::: DATA LISTING :::
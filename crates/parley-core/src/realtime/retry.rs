//! Acknowledgment tracking and redelivery.
//!
//! Every message broadcast with ack tracking gets a timer task per
//! recipient connection. If no ack arrives within the ack timeout the frame
//! is sent again, up to `max_retries` times; one more unacknowledged timeout
//! after the last redelivery reports a [`DeliveryFailure`].
//!
//! Timer tasks hang off a per-connection parent [`CancellationToken`], so
//! removing a connection abandons all of its retries at once.

use std::sync::Arc;
use std::sync::atomic::{AtomicU64, Ordering};
use std::time::Duration;

use chrono::{DateTime, Utc};
use dashmap::DashMap;
use parley_types::config::DeliveryConfig;
use serde::Serialize;
use tokio::sync::mpsc;
use tokio_util::sync::CancellationToken;
use tracing::{debug, warn};
use uuid::Uuid;

use super::connection::Connection;

/// A message that exhausted its redeliveries on one connection.
#[derive(Debug, Clone, PartialEq, Eq)]
pub struct DeliveryFailure {
    pub connection_id: String,
    pub user_id: String,
    pub session_id: Option<Uuid>,
    pub message_id: Uuid,
    pub attempts: u32,
    pub failed_at: DateTime<Utc>,
}

#[derive(Debug, Clone, Copy, PartialEq, Eq)]
enum RetryOutcome {
    Acknowledged,
    Cancelled,
    Failed,
}

struct PendingRetry {
    generation: u64,
    token: CancellationToken,
}

#[derive(Debug, Clone, Copy, Default, Serialize)]
pub struct RetryStats {
    pub pending: usize,
    pub tracked_connections: usize,
    pub redeliveries: u64,
    pub acknowledged: u64,
    pub failed: u64,
    pub abandoned: u64,
}

/// Owns the retry timers for every tracked (connection, message) pair.
pub struct RetryManager {
    ack_timeout: Duration,
    max_retries: u32,
    connections: DashMap<String, CancellationToken>,
    pending: DashMap<(String, Uuid), PendingRetry>,
    failures: mpsc::UnboundedSender<DeliveryFailure>,
    generation: AtomicU64,
    redeliveries: AtomicU64,
    acknowledged: AtomicU64,
    failed: AtomicU64,
    abandoned: AtomicU64,
}

impl RetryManager {
    /// Create a manager and the receiver its delivery failures are sent to.
    pub fn new(config: &DeliveryConfig) -> (Self, mpsc::UnboundedReceiver<DeliveryFailure>) {
        let (tx, rx) = mpsc::unbounded_channel();
        let manager = Self {
            ack_timeout: config.ack_timeout(),
            max_retries: config.max_retries,
            connections: DashMap::new(),
            pending: DashMap::new(),
            failures: tx,
            generation: AtomicU64::new(0),
            redeliveries: AtomicU64::new(0),
            acknowledged: AtomicU64::new(0),
            failed: AtomicU64::new(0),
            abandoned: AtomicU64::new(0),
        };
        (manager, rx)
    }

    /// Start the ack timer for `message_id` on `conn`.
    ///
    /// `frame` is the already-serialized payload, resent verbatim on each
    /// redelivery. Must be called from within a Tokio runtime.
    pub fn track(self: &Arc<Self>, conn: &Arc<Connection>, message_id: Uuid, frame: Arc<String>) {
        conn.track_pending(message_id);

        let parent = self
            .connections
            .entry(conn.id().to_string())
            .or_default()
            .clone();
        let token = parent.child_token();
        let generation = self.generation.fetch_add(1, Ordering::Relaxed);
        let key = (conn.id().to_string(), message_id);
        if let Some(previous) = self.pending.insert(
            key.clone(),
            PendingRetry {
                generation,
                token: token.clone(),
            },
        ) {
            previous.token.cancel();
        }

        let manager = Arc::clone(self);
        let conn = Arc::clone(conn);
        tokio::spawn(async move {
            let outcome = manager.retry_loop(&conn, message_id, &frame, &token).await;
            manager
                .pending
                .remove_if(&key, |_, p| p.generation == generation);
            if outcome == RetryOutcome::Cancelled {
                debug!(connection_id = %conn.id(), message_id = %message_id, "Retry cancelled");
            }
        });
    }

    async fn retry_loop(
        &self,
        conn: &Connection,
        message_id: Uuid,
        frame: &Arc<String>,
        token: &CancellationToken,
    ) -> RetryOutcome {
        let mut redelivered = 0;
        loop {
            tokio::select! {
                _ = token.cancelled() => return RetryOutcome::Cancelled,
                _ = tokio::time::sleep(self.ack_timeout) => {}
            }

            if !conn.is_pending(&message_id) {
                return RetryOutcome::Acknowledged;
            }

            if redelivered >= self.max_retries {
                conn.acknowledge(&message_id);
                self.report_failure(conn, message_id, redelivered + 1);
                return RetryOutcome::Failed;
            }

            redelivered = conn.record_retry(&message_id).unwrap_or(redelivered + 1);
            self.redeliveries.fetch_add(1, Ordering::Relaxed);
            if conn.send(Arc::clone(frame)) {
                debug!(
                    connection_id = %conn.id(),
                    message_id = %message_id,
                    attempt = redelivered,
                    "Redelivered unacknowledged message"
                );
            } else {
                warn!(
                    connection_id = %conn.id(),
                    message_id = %message_id,
                    attempt = redelivered,
                    "Redelivery could not be queued"
                );
            }
        }
    }

    fn report_failure(&self, conn: &Connection, message_id: Uuid, attempts: u32) {
        self.failed.fetch_add(1, Ordering::Relaxed);
        warn!(
            connection_id = %conn.id(),
            user_id = %conn.user_id(),
            message_id = %message_id,
            attempts,
            "Message delivery failed, no acknowledgment received"
        );
        let failure = DeliveryFailure {
            connection_id: conn.id().to_string(),
            user_id: conn.user_id().to_string(),
            session_id: conn.session_id(),
            message_id,
            attempts,
            failed_at: Utc::now(),
        };
        if self.failures.send(failure).is_err() {
            debug!(message_id = %message_id, "No delivery failure recorder attached");
        }
    }

    /// Handle an ack from `conn`. Returns whether the message was pending.
    pub fn on_ack(&self, conn: &Connection, message_id: &Uuid) -> bool {
        let was_pending = conn.acknowledge(message_id);
        if let Some((_, retry)) = self.pending.remove(&(conn.id().to_string(), *message_id)) {
            retry.token.cancel();
        }
        if was_pending {
            self.acknowledged.fetch_add(1, Ordering::Relaxed);
        }
        was_pending
    }

    /// Abandon every retry for a connection without reporting failures.
    ///
    /// Returns how many pending messages were abandoned.
    pub fn cancel_connection(&self, connection_id: &str) -> usize {
        if let Some((_, parent)) = self.connections.remove(connection_id) {
            parent.cancel();
        }
        let before = self.pending.len();
        self.pending.retain(|(conn, _), _| conn != connection_id);
        let abandoned = before.saturating_sub(self.pending.len());
        self.abandoned
            .fetch_add(abandoned as u64, Ordering::Relaxed);
        abandoned
    }

    pub fn pending_count(&self) -> usize {
        self.pending.len()
    }

    pub fn stats(&self) -> RetryStats {
        RetryStats {
            pending: self.pending.len(),
            tracked_connections: self.connections.len(),
            redeliveries: self.redeliveries.load(Ordering::Relaxed),
            acknowledged: self.acknowledged.load(Ordering::Relaxed),
            failed: self.failed.load(Ordering::Relaxed),
            abandoned: self.abandoned.load(Ordering::Relaxed),
        }
    }
}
:::
ASSIGNMENT
Using the entries above, copy out all lines that contain the string "usize".

EXPECTED OUTPUT
    pub pending: usize,
    pub tracked_connections: usize,
    pub fn cancel_connection(&self, connection_id: &str) -> usize {
    pub fn pending_count(&self) -> usize {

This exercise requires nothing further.